The deal is all-cash, and will see the investors acquiring 100% of the company, with EA stockholders receiving $210 per share in cash, a premium over the company's last share price of $168.32. EA's current CEO Andrew Wilson will remain.

In a statement, Wilson said, " “Our creative and passionate teams at EA have delivered extraordinary experiences for hundreds of millions of fans, built some of the world’s most iconic IP, and created significant value for our business. This moment is a powerful recognition of their remarkable work.

“Looking ahead, we will continue to push the boundaries of entertainment, sports, and technology, unlocking new opportunities. Together with our partners, we will create transformative experiences to inspire generations to come. I am more energized than ever about the future we are building.”

"Electronic Arts may be headed for one of gaming’s biggest deals. Multiple outlets report that EA is in advanced talks to go private at around $50 billion, with a consortium that includes Saudi Arabia’s Public Investment Fund (PIF), Silver Lake, and Affinity Partners. Shares jumped on the news. No agreement is signed yet, but sources suggest an announcement could land soon."


Previously...

What’s being reported right now

Early reports outline a classic leveraged buyout: new owners, lots of debt, and a plan to take EA off public markets.

  • Valuation: roughly $50bn
  • Reported investors: PIF, Silver Lake, Affinity Partners
  • Financing: debt reportedly arranged by JPMorgan
  • Timing: talks described as “advanced”; announcement could come soon
  • Market move: EA stock spiked double digits on the headlines

If completed, this would be one of the largest LBOs ever in tech and games, giving EA space to retool away from quarterly earnings pressure. It fits PIF’s push into games through Savvy Games Group and regional investments tied to Vision 2030.

Why EA is attractive to private buyers

EA prints steady cash from live-service sports and annualised franchises.
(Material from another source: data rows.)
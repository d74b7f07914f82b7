//! OpenAI provider implementation
//!
//! Chat completions and embeddings over the OpenAI HTTP API.

pub mod client;
pub mod completion;
pub mod embedding;
pub mod types;

pub use client::OpenAIClient;
pub use completion::OpenAICompletionProvider;
pub use embedding::OpenAIEmbeddingProvider;
//! REPL commands and the bounded conversation history.

use lumen_core::{ConversationTurn, Dataset, ExecutionOutcome, Request, SemanticContext};
use std::path::PathBuf;

/// One parsed input line.
#[derive(Debug, Clone, PartialEq, Eq)]
pub enum Command {
    /// A request for the orchestrator.
    Ask(String),
    /// `:ingest <path>`
    Ingest(PathBuf),
    /// `:forget <source>`
    Forget(String),
    /// `:preview <body template>`: personalize the last dataset without sending.
    Preview(String),
    History,
    Clear,
    /// Toggle JSON output.
    Json,
    Help,
    Quit,
    Empty,
    /// A `:command` that needs an argument and got none.
    MissingArgument(&'static str),
    Unknown(String),
}

pub const HELP: &str = "Commandes :
  :ingest <fichier>     ajoute un document texte à la base documentaire
  :forget <source>      supprime tous les extraits d'une source
  :preview <modèle>     personnalise un email pour les premiers contacts du dernier résultat
  :history              affiche l'historique de la conversation
  :clear                efface l'historique
  :json                 bascule la sortie JSON
  :help                 affiche cette aide
  :quit                 quitte
Toute autre ligne est envoyée comme question.";

impl Command {
    pub fn parse(line: &str) -> Self {
        let line = line.trim();
        if line.is_empty() {
            return Command::Empty;
        }
        let Some(rest) = line.strip_prefix(':') else {
            return Command::Ask(line.to_string());
        };
        let (name, argument) = match rest.split_once(char::is_whitespace) {
            Some((name, argument)) => (name, argument.trim()),
            None => (rest, ""),
        };
        match name {
            "ingest" if argument.is_empty() => Command::MissingArgument("ingest"),
            "ingest" => Command::Ingest(PathBuf::from(argument)),
            "forget" if argument.is_empty() => Command::MissingArgument("forget"),
            "forget" => Command::Forget(argument.to_string()),
            "preview" if argument.is_empty() => Command::MissingArgument("preview"),
            "preview" => Command::Preview(argument.to_string()),
            "history" => Command::History,
            "clear" => Command::Clear,
            "json" => Command::Json,
            "help" => Command::Help,
            "quit" | "exit" | "q" => Command::Quit,
            other => Command::Unknown(other.to_string()),
        }
    }
}

/// Conversation state carried between cycles.
#[derive(Debug, Clone)]
pub struct Session {
    history: Vec<ConversationTurn>,
    max_turns: usize,
    last_dataset: Option<Dataset>,
    pub json: bool,
}

impl Session {
    pub fn new(max_turns: usize, json: bool) -> Self {
        Self {
            history: Vec::new(),
            max_turns,
            last_dataset: None,
            json,
        }
    }

    pub fn history(&self) -> &[ConversationTurn] {
        &self.history
    }

    pub fn last_dataset(&self) -> Option<&Dataset> {
        self.last_dataset.as_ref()
    }

    pub fn request(&self, text: &str) -> Request {
        Request::new(text).with_history(self.history.clone())
    }

    /// Append the exchange and drop the oldest turns beyond the limit.
    pub fn record(&mut self, outcome: &ExecutionOutcome) {
        self.history
            .push(ConversationTurn::user(outcome.request.text.clone()));
        self.history
            .push(ConversationTurn::assistant(assistant_summary(outcome)));
        let excess = self.history.len().saturating_sub(self.max_turns);
        self.history.drain(..excess);
        if let Some(dataset) = &outcome.dataset {
            self.last_dataset = Some(dataset.clone());
        }
    }

    pub fn clear(&mut self) {
        self.history.clear();
        self.last_dataset = None;
    }
}

/// What the assistant turn records: enough for the router to recognise a
/// follow-up and for prompts to resolve references.
pub fn assistant_summary(outcome: &ExecutionOutcome) -> String {
    let mut parts = Vec::new();
    if let Some(sql) = &outcome.sql {
        parts.push(format!("Requête SQL : {}", sql.text));
    }
    if let Some(dataset) = &outcome.dataset {
        parts.push(format!(
            "Résultat : {} ligne(s), colonnes {}",
            dataset.len(),
            dataset.columns.join(", ")
        ));
    }
    if let Some(context) = &outcome.semantic_context {
        parts.push(format!("Documents : {}", context_summary(context)));
    }
    if let Some(error) = &outcome.error {
        parts.push(format!("Erreur : {error}"));
    }
    if parts.is_empty() {
        parts.push("Aucun résultat.".to_string());
    }
    parts.join("\n")
}

pub fn context_summary(context: &SemanticContext) -> String {
    match context {
        SemanticContext::Relevant(docs) => format!("{} passage(s) pertinent(s)", docs.len()),
        SemanticContext::LowConfidence(doc) => {
            format!("1 passage de faible pertinence (distance {:.3})", doc.distance)
        }
        SemanticContext::NoDocuments => "aucun document".to_string(),
        SemanticContext::Unavailable(reason) => format!("base documentaire indisponible : {reason}"),
    }
}

#[cfg(test)]
mod tests {
    use super::*;

    #[test]
    fn test_parse_commands() {
        assert_eq!(Command::parse("  "), Command::Empty);
        assert_eq!(
            Command::parse("combien de contacts ?"),
            Command::Ask("combien de contacts ?".to_string())
        );
        assert_eq!(
            Command::parse(":ingest  notes/rapport 2023.txt "),
            Command::Ingest(PathBuf::from("notes/rapport 2023.txt"))
        );
        assert_eq!(
            Command::parse(":forget rapport.txt"),
            Command::Forget("rapport.txt".to_string())
        );
        assert_eq!(Command::parse(":ingest"), Command::MissingArgument("ingest"));
        assert_eq!(Command::parse(":q"), Command::Quit);
        assert_eq!(Command::parse(":json"), Command::Json);
        assert_eq!(Command::parse(":nope"), Command::Unknown("nope".to_string()));
    }
}
//! LUMEN Vector - Semantic Path
//!
//! The document store seam, a SQLite-backed embedding store, relevance
//! filtered retrieval, and plain-text ingestion.

use async_trait::async_trait;
use lumen_core::{DocumentChunk, LumenResult, RetrievedDocument};

pub mod ingest;
pub mod retriever;
pub mod sqlite;

pub use ingest::{chunk_text, DocumentIngestor, IngestReport};
pub use retriever::{select_relevant, SemanticRetriever};
pub use sqlite::SqliteVectorStore;

/// A store of text chunks searchable by semantic distance.
#[async_trait]
pub trait VectorStore: Send + Sync {
    /// Up to `limit` nearest chunks to `text`, ordered by ascending distance.
    async fn query(&self, text: &str, limit: usize) -> LumenResult<Vec<RetrievedDocument>>;

    /// Store chunks. Returns the number written.
    async fn insert(&self, chunks: &[DocumentChunk]) -> LumenResult<usize>;

    /// Delete every chunk of `source`. Returns the number removed.
    async fn remove_source(&self, source: &str) -> LumenResult<usize>;

    /// Total number of stored chunks.
    async fn count(&self) -> LumenResult<usize>;
}
//! Fuzz target for the full script pipeline: parse, then run against a
//! small dataset under a tight budget.
//!
//! Run with: cargo +nightly fuzz run script_fuzz -- -max_total_time=60

#![no_main]

use libfuzzer_sys::fuzz_target;
use lumen_core::{Cell, Dataset, SandboxConfig};
use lumen_sandbox::{parse_program, Sandbox};

fuzz_target!(|data: &[u8]| {
    if let Ok(input) = std::str::from_utf8(data) {
        if let Err(err) = parse_program(input) {
            assert!(err.line >= 1, "Error line should be >= 1");
            assert!(err.column >= 1, "Error column should be >= 1");
            assert!(!err.message.is_empty(), "Error message should not be empty");
        }

        let dataset = Dataset::new(
            vec!["Nom".to_string(), "Secteur".to_string(), "CA".to_string()],
            vec![
                vec![Cell::from("Acme"), Cell::from("Industrie"), Cell::Integer(12)],
                vec![Cell::from("Globex"), Cell::Null, Cell::Real(3.5)],
            ],
        );
        let sandbox = Sandbox::new(SandboxConfig {
            max_steps: 20_000,
            max_duration_ms: 200,
            ..SandboxConfig::default()
        });
        let run = sandbox.run(input, &dataset);
        if run.error.is_some() {
            assert!(run.image.is_none(), "A failed run must not carry an image");
        }
    }
});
  • Strong IP: EA Sports FC, Madden NFL, Apex Legends, Battlefield
  • Huge user base: hundreds of millions of accounts across platforms
  • Predictable revenue: sports packs, live seasons, and subscriptions
  • Pipeline: this year’s tentpoles continue to carry the numbers

In a softer market for new game launches, reliable, global sports titles stand out. That stability is catnip for private equity, especially with interest-rate expectations easing and lenders open to big tickets again.
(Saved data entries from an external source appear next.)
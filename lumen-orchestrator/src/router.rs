//! Request routing
//!
//! Decides per request whether the answer lives in the relational store, the
//! document store, or both. A follow-up about data already discussed is
//! settled from the history alone; anything else costs one classification
//! call. The router never fails: every inconclusive path lands on
//! [`RoutingDecision::Structured`] with a basis saying why.

use lumen_core::{
    ConfigError, ConversationTurn, LlmConfig, LumenError, LumenResult, Request, RouterConfig,
    Routing, RoutingBasis, RoutingDecision,
};
use lumen_llm::{CompletionClient, CompletionRequest, PromptBuilder};
use regex::Regex;

const ROUTING_RULES: &str = "RÈGLES DE ROUTAGE :
- SQL : questions sur les contacts, les entreprises, les clients ou la base de données (lister, compter, ajouter, modifier, représenter ces données).
- VECTOR : questions sur le contenu des documents ou rapports ajoutés.
- SQL : demande qui reprend le contexte SQL précédent (« les », « ça », « ceux-là »).
- BOTH : quand les deux sources sont utiles.";

const ROUTING_OUTPUT: &str = "Réponds UNIQUEMENT par un mot : SQL, VECTOR ou BOTH.";

const STRUCTURED_CONTEXT_NOTE: &str =
    "CONTEXTE : la conversation précédente portait sur des données de contacts/entreprises de la base SQL.";

/// Classifies requests into a [`Routing`].
#[derive(Debug, Clone)]
pub struct Router {
    client: CompletionClient,
    history_window: usize,
    temperature: f32,
    max_tokens: u32,
    context_keywords: Option<Regex>,
    follow_up_cues: Option<Regex>,
}

impl Router {
    pub fn new(client: CompletionClient, router: &RouterConfig, llm: &LlmConfig) -> LumenResult<Self> {
        let cues: Vec<String> = router
            .anaphora
            .iter()
            .chain(router.visualization_terms.iter())
            .cloned()
            .collect();
        Ok(Self {
            client,
            history_window: router.history_window,
            temperature: llm.classification_temperature,
            max_tokens: llm.classification_max_tokens,
            context_keywords: word_pattern("router.context_keywords", &router.context_keywords)?,
            follow_up_cues: word_pattern("router.anaphora", &cues)?,
        })
    }

    /// True when the history holds more than one turn and one of the last
    /// `history_window` turns mentions the relational data.
    pub fn has_structured_context(&self, history: &[ConversationTurn]) -> bool {
        if history.len() <= 1 {
            return false;
        }
        let Some(keywords) = &self.context_keywords else {
            return false;
        };
        let start = history.len().saturating_sub(self.history_window);
        history[start..]
            .iter()
            .any(|turn| keywords.is_match(&turn.content))
    }

    /// True when `text` refers back to earlier results or asks for a chart.
    pub fn has_follow_up_cue(&self, text: &str) -> bool {
        self.follow_up_cues
            .as_ref()
            .is_some_and(|cues| cues.is_match(text))
    }

    pub fn classification_prompt(&self, text: &str, structured_context: bool) -> String {
        let mut builder = PromptBuilder::new()
            .instructions(format!("L'utilisateur demande : \"{text}\""));
        if structured_context {
            builder = builder.instructions(STRUCTURED_CONTEXT_NOTE);
        }
        builder
            .instructions(ROUTING_RULES)
            .output(ROUTING_OUTPUT)
            .build()
    }

    /// Zero or one completion call, never retried.
    pub async fn route(&self, request: &Request) -> Routing {
        let structured_context = self.has_structured_context(&request.history);
        if structured_context && self.has_follow_up_cue(&request.text) {
            tracing::info!("Follow-up on structured data, skipping classification");
            return Routing::new(RoutingDecision::Structured, RoutingBasis::ContextOverride);
        }

        let prompt = self.classification_prompt(&request.text, structured_context);
        let completion = CompletionRequest::prompt(prompt, self.temperature)
            .with_max_tokens(self.max_tokens);

        match self.client.complete(&completion).await {
            Ok(raw) => match RoutingDecision::from_label(&raw) {
                Some(decision) => Routing::new(decision, RoutingBasis::Classified),
                None => {
                    tracing::warn!(raw = %raw, "Unrecognized routing label, defaulting to structured");
                    Routing::new(
                        RoutingDecision::Structured,
                        RoutingBasis::FailClosedUnrecognized { raw },
                    )
                }
            },
            Err(e) => {
                tracing::warn!(error = %e, "Classification unavailable, defaulting to structured");
                Routing::new(
                    RoutingDecision::Structured,
                    RoutingBasis::FailClosedUnavailable {
                        reason: e.to_string(),
                    },
                )
            }
        }
    }
}

/// Case-insensitive whole-word alternation over `words`; `None` when the
/// list is empty.
fn word_pattern(field: &str, words: &[String]) -> LumenResult<Option<Regex>> {
    let alternatives: Vec<String> = words
        .iter()
        .map(|w| w.trim())
        .filter(|w| !w.is_empty())
        .map(regex::escape)
        .collect();
    if alternatives.is_empty() {
        return Ok(None);
    }
    let pattern = format!(r"(?i)\b(?:{})\b", alternatives.join("|"));
    Regex::new(&pattern).map(Some).map_err(|e| {
        LumenError::Config(ConfigError::InvalidValue {
            field: field.to_string(),
            value: words.join(", "),
            reason: e.to_string(),
        })
    })
}

// ============================================================================
// TESTS
// ============================================================================

#[cfg(test)]
mod tests {
    use super::*;
    use lumen_llm::CompletionProvider;
    use lumen_test_utils::ScriptedCompletionProvider;
    use std::sync::Arc;
    use std::time::Duration;

    fn router(provider: Arc<dyn CompletionProvider>) -> Router {
        let client = CompletionClient::new(provider, Duration::from_secs(1));
        Router::new(client, &RouterConfig::default(), &LlmConfig::default()).unwrap()
    }

    fn scripted() -> Router {
        router(Arc::new(ScriptedCompletionProvider::new()))
    }

    #[test]
    fn test_keywords_match_whole_words_only() {
        let r = scripted();
        let history = vec![
            ConversationTurn::user("Bonjour"),
            ConversationTurn::assistant("Les CONTACTS sont prêts."),
        ];
        assert!(r.has_structured_context(&history));

        let history = vec![
            ConversationTurn::user("Bonjour"),
            ConversationTurn::assistant("Voir la baseline du projet."),
        ];
        assert!(!r.has_structured_context(&history));
    }

    #[test]
    fn test_single_turn_history_is_not_context() {
        let r = scripted();
        let history = vec![ConversationTurn::user("liste des contacts")];
        assert!(!r.has_structured_context(&history));
    }

    #[test]
    fn test_history_window_limits_scan() {
        let r = scripted();
        let mut history = vec![ConversationTurn::user("combien de contacts ?")];
        for _ in 0..6 {
            history.push(ConversationTurn::assistant("Bonjour"));
        }
        assert!(!r.has_structured_context(&history));
    }

    #[test]
    fn test_follow_up_cues() {
        let r = scripted();
        assert!(r.has_follow_up_cue("fais-moi un camembert"));
        assert!(r.has_follow_up_cue("Montre-LES"));
        assert!(r.has_follow_up_cue("plot that"));
        assert!(!r.has_follow_up_cue("résume le rapport annuel"));
    }

    #[test]
    fn test_prompt_mentions_context_only_when_found() {
        let r = scripted();
        assert!(r
            .classification_prompt("et ensuite ?", true)
            .contains(STRUCTURED_CONTEXT_NOTE));
        let plain = r.classification_prompt("et ensuite ?", false);
        assert!(!plain.contains(STRUCTURED_CONTEXT_NOTE));
        assert!(plain.contains("L'utilisateur demande : \"et ensuite ?\""));
        assert!(plain.ends_with(ROUTING_OUTPUT));
    }

    #[test]
    fn test_empty_keyword_lists_disable_override() {
        let config = RouterConfig {
            context_keywords: Vec::new(),
            anaphora: Vec::new(),
            visualization_terms: Vec::new(),
            ..RouterConfig::default()
        };
        let client = CompletionClient::new(
            Arc::new(ScriptedCompletionProvider::new()),
            Duration::from_secs(1),
        );
        let r = Router::new(client, &config, &LlmConfig::default()).unwrap();
        let history = vec![
            ConversationTurn::user("contacts"),
            ConversationTurn::assistant("contacts"),
        ];
        assert!(!r.has_structured_context(&history));
        assert!(!r.has_follow_up_cue("les"));
    }

    #[tokio::test]
    async fn test_classified_label() {
        let provider = Arc::new(ScriptedCompletionProvider::replying(["VECTOR"]));
        let r = router(provider.clone());
        let routing = r.route(&Request::new("que dit le rapport 2023 ?")).await;
        assert_eq!(routing.decision, RoutingDecision::Semantic);
        assert_eq!(routing.basis, RoutingBasis::Classified);

        let request = &provider.requests()[0];
        assert_eq!(request.temperature, 0.0);
        assert_eq!(request.max_tokens, Some(10));
    }
}
//! Script errors and their conversion to outcome failures

use crate::parser::ParseError;
use lumen_core::{SandboxFailure, SandboxFailureKind};
use thiserror::Error;

/// Anything that stops a script. Never escapes the sandbox as a panic;
/// converted to [`SandboxFailure`] at the boundary.
#[derive(Debug, Clone, PartialEq, Error)]
pub enum ScriptError {
    #[error("{message} (line {line}, column {column})")]
    Syntax {
        message: String,
        line: usize,
        column: usize,
    },

    #[error("{message}")]
    Runtime { message: String, line: Option<usize> },

    #[error("{message}")]
    BudgetExceeded { message: String, line: Option<usize> },
}

impl ScriptError {
    pub fn runtime(message: impl Into<String>) -> Self {
        ScriptError::Runtime {
            message: message.into(),
            line: None,
        }
    }

    pub fn budget(message: impl Into<String>) -> Self {
        ScriptError::BudgetExceeded {
            message: message.into(),
            line: None,
        }
    }

    /// Attach `line` unless a more precise line is already known.
    pub fn at_line(self, at: usize) -> Self {
        match self {
            ScriptError::Runtime { message, line } => ScriptError::Runtime {
                message,
                line: line.or(Some(at)),
            },
            ScriptError::BudgetExceeded { message, line } => ScriptError::BudgetExceeded {
                message,
                line: line.or(Some(at)),
            },
            syntax => syntax,
        }
    }

    pub fn line(&self) -> Option<usize> {
        match self {
            ScriptError::Syntax { line, .. } => Some(*line),
            ScriptError::Runtime { line, .. } | ScriptError::BudgetExceeded { line, .. } => *line,
        }
    }
}

impl From<ParseError> for ScriptError {
    fn from(e: ParseError) -> Self {
        ScriptError::Syntax {
            message: e.message,
            line: e.line,
            column: e.column,
        }
    }
}

impl From<ScriptError> for SandboxFailure {
    fn from(e: ScriptError) -> Self {
        let kind = match &e {
            ScriptError::Syntax { .. } => SandboxFailureKind::Syntax,
            ScriptError::Runtime { .. } => SandboxFailureKind::Runtime,
            ScriptError::BudgetExceeded { .. } => SandboxFailureKind::BudgetExceeded,
        };
        let message = match &e {
            ScriptError::Syntax { message, .. }
            | ScriptError::Runtime { message, .. }
            | ScriptError::BudgetExceeded { message, .. } => message.clone(),
        };
        SandboxFailure {
            kind,
            message,
            line: e.line(),
        }
    }
}

pub type ScriptResult<T> = Result<T, ScriptError>;

#[cfg(test)]
mod tests {
    use super::*;

    #[test]
    fn test_at_line_keeps_inner_line() {
        let err = ScriptError::Runtime {
            message: "boom".into(),
            line: Some(3),
        };
        assert_eq!(err.at_line(1).line(), Some(3));
        assert_eq!(ScriptError::runtime("boom").at_line(7).line(), Some(7));
    }

    #[test]
    fn test_conversion_to_failure() {
        let failure: SandboxFailure = ScriptError::budget("step budget exhausted").at_line(4).into();
        assert_eq!(failure.kind, SandboxFailureKind::BudgetExceeded);
        assert_eq!(failure.line, Some(4));
        assert_eq!(failure.message, "step budget exhausted");
    }
}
he PIF factor and Savvy’s gaming push

PIF has been building a sizeable games footprint.

  • PIF owns Savvy Games Group, a vehicle for global games investments.
  • Savvy has taken large stakes and acquisitions across publishers and platforms.
  • The strategy lines up with Vision 2030 to diversify beyond oil.
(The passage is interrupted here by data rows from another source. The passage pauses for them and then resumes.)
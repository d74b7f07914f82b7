//! Plain-text chunking and ingestion into the document store

use crate::VectorStore;
use chrono::Utc;
use lumen_core::{
    with_deadline, DocumentChunk, DocumentMetadata, IngestError, LumenError, LumenResult,
    RetrievalConfig, VectorError,
};
use std::sync::Arc;
use std::time::Duration;
use uuid::Uuid;

/// Summary of one ingestion.
#[derive(Debug, Clone, PartialEq, Eq)]
pub struct IngestReport {
    pub source: String,
    pub chunks: usize,
}

/// Splits text into overlapping chunks and writes them to a [`VectorStore`].
#[derive(Clone)]
pub struct DocumentIngestor {
    store: Arc<dyn VectorStore>,
    chunk_size: usize,
    chunk_overlap: usize,
    timeout: Duration,
}

impl DocumentIngestor {
    pub fn new(store: Arc<dyn VectorStore>, config: &RetrievalConfig, timeout: Duration) -> Self {
        Self {
            store,
            chunk_size: config.chunk_size,
            chunk_overlap: config.chunk_overlap,
            timeout,
        }
    }

    /// Chunk `text` and store every chunk under `source`.
    pub async fn ingest_text(&self, source: &str, text: &str) -> LumenResult<IngestReport> {
        let pieces = chunk_text(text, self.chunk_size, self.chunk_overlap)?;
        if pieces.is_empty() {
            return Err(IngestError::EmptyDocument {
                source_name: source.to_string(),
            }
            .into());
        }

        let batch_id = Uuid::now_v7().simple().to_string();
        let batch_id = &batch_id[batch_id.len() - 8..];
        let ingested_at = Utc::now();
        let source_type = source_type(source);
        let total = pieces.len();

        let chunks: Vec<DocumentChunk> = pieces
            .into_iter()
            .enumerate()
            .map(|(index, text)| DocumentChunk {
                id: format!("{source}_{batch_id}_{index}"),
                text,
                metadata: DocumentMetadata {
                    source: source.to_string(),
                    chunk_index: index,
                    total_chunks: total,
                    ingested_at,
                    source_type: source_type.clone(),
                },
            })
            .collect();

        let written = with_deadline(self.timeout, self.store.insert(&chunks), timeout_error).await?;
        tracing::info!(source, chunks = written, "Document ingested");
        Ok(IngestReport {
            source: source.to_string(),
            chunks: written,
        })
    }

    /// Delete every chunk previously ingested under `source`.
    pub async fn remove(&self, source: &str) -> LumenResult<usize> {
        let removed =
            with_deadline(self.timeout, self.store.remove_source(source), timeout_error).await?;
        tracing::info!(source, chunks = removed, "Document removed");
        Ok(removed)
    }
}

impl std::fmt::Debug for DocumentIngestor {
    fn fmt(&self, f: &mut std::fmt::Formatter<'_>) -> std::fmt::Result {
        f.debug_struct("DocumentIngestor")
            .field("chunk_size", &self.chunk_size)
            .field("chunk_overlap", &self.chunk_overlap)
            .finish()
    }
}

fn timeout_error(timeout_ms: u64) -> LumenError {
    LumenError::Vector(VectorError::Timeout { timeout_ms })
}

/// File extension after the last `.`, or `"unknown"`.
pub fn source_type(source: &str) -> String {
    match source.rsplit_once('.') {
        Some((stem, ext)) if !stem.is_empty() && !ext.is_empty() => ext.to_string(),
        _ => "unknown".to_string(),
    }
}

/// Split `text` into windows of at most `chunk_size` characters that overlap
/// by `overlap` characters.
///
/// A window that does not reach the end of the text is cut after the last
/// `.` or newline it contains, when there is one past its first character.
/// Text no longer than `chunk_size` is returned whole. Blank text yields no
/// chunks.
pub fn chunk_text(text: &str, chunk_size: usize, overlap: usize) -> LumenResult<Vec<String>> {
    if chunk_size == 0 || overlap >= chunk_size {
        return Err(IngestError::InvalidChunking {
            chunk_size,
            overlap,
        }
        .into());
    }
    let chars: Vec<char> = text.trim().chars().collect();
    Ok(chunk_spans(&chars, chunk_size, overlap)
        .into_iter()
        .map(|(start, end)| chars[start..end].iter().collect::<String>().trim().to_string())
        .filter(|chunk| !chunk.is_empty())
        .collect())
}

fn chunk_spans(chars: &[char], chunk_size: usize, overlap: usize) -> Vec<(usize, usize)> {
    let len = chars.len();
    if len == 0 {
        return Vec::new();
    }
    if len <= chunk_size {
        return vec![(0, len)];
    }

    let mut spans = Vec::new();
    let mut start = 0;
    loop {
        let mut end = (start + chunk_size).min(len);
        if end < len {
            let cut = chars[start..end]
                .iter()
                .rposition(|&c| c == '.' || c == '\n')
                .map(|offset| start + offset);
            if let Some(cut) = cut.filter(|&cut| cut > start) {
                end = cut + 1;
            }
        }
        spans.push((start, end));
        if end >= len {
            break;
        }
        let next = end.saturating_sub(overlap);
        start = if next > start { next } else { end };
    }
    spans
}

// ============================================================================
// TESTS
// ============================================================================

#[cfg(test)]
mod tests {
    use super::*;

    #[test]
    fn test_short_text_single_chunk() {
        let chunks = chunk_text("  Une seule phrase.  ", 1000, 200).unwrap();
        assert_eq!(chunks, vec!["Une seule phrase."]);
    }

    #[test]
    fn test_blank_text_no_chunks() {
        assert!(chunk_text(" \n\t ", 1000, 200).unwrap().is_empty());
    }

    #[test]
    fn test_invalid_parameters() {
        assert!(chunk_text("abc", 0, 0).is_err());
        assert!(chunk_text("abc", 10, 10).is_err());
    }

    #[test]
    fn test_cut_at_sentence_boundary() {
        let text = format!("{}. {}", "a".repeat(30), "b".repeat(30));
        let chunks = chunk_text(&text, 40, 5).unwrap();
        assert_eq!(chunks[0], format!("{}.", "a".repeat(30)));
        assert!(chunks.last().unwrap().ends_with('b'));
    }

    #[test]
    fn test_hard_cut_without_boundary() {
        let text = "x".repeat(25);
        let spans = chunk_spans(&text.chars().collect::<Vec<_>>(), 10, 3);
        assert_eq!(spans, vec![(0, 10), (7, 17), (14, 24), (21, 25)]);
    }

    #[test]
    fn test_multibyte_text() {
        let text = "é".repeat(15);
        let chunks = chunk_text(&text, 10, 2).unwrap();
        assert!(chunks.iter().all(|c| c.chars().count() <= 10));
    }

    #[test]
    fn test_source_type() {
        assert_eq!(source_type("rapport.txt"), "txt");
        assert_eq!(source_type("archive.tar.gz"), "gz");
        assert_eq!(source_type("README"), "unknown");
        assert_eq!(source_type(".env"), "unknown");
    }
}

#[cfg(test)]
mod prop_tests {
    use super::*;
    use proptest::prelude::*;

    proptest! {
        #![proptest_config(ProptestConfig::with_cases(100))]

        #[test]
        fn prop_spans_cover_text_with_overlap(
            text in "[a-z .\n]{1,400}",
            chunk_size in 5usize..80,
            overlap_ratio in 0.0f64..0.9,
        ) {
            let overlap = ((chunk_size as f64) * overlap_ratio) as usize;
            let chars: Vec<char> = text.chars().collect();
            let spans = chunk_spans(&chars, chunk_size, overlap);

            prop_assert_eq!(spans.first().map(|s| s.0), Some(0));
            prop_assert_eq!(spans.last().map(|s| s.1), Some(chars.len()));
            for (start, end) in &spans {
                prop_assert!(start < end);
                prop_assert!(end - start <= chunk_size);
            }
            for pair in spans.windows(2) {
                prop_assert!(pair[1].0 > pair[0].0);
                prop_assert!(pair[1].0 <= pair[0].1);
            }
        }
    }
}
Bringing EA under a PIF-backed umbrella would be a headline step, placing one of the world’s biggest publishers alongside Saudi-backed gaming assets and events across MENA.


Is the EA buyout confirmed?Not yet. Multiple outlets report advanced talks for a ~$50bn go-private deal backed by PIF, Silver Lake and Affinity Partners. No official confirmation so far.

If EA goes private, will games like EA Sports FC change on day one?Unlikely. Existing titles and live services should continue. Any shifts would show up over quarters—pricing, events, or content cadence—rather than overnight changes. (Context on the current FC 26 cycle here.)

Why would investors pay $50bn for EA?Consistent cash from sports and live-service games, a huge player base, and strong IP make EA a fit for leveraged buyout maths, especially with financing available.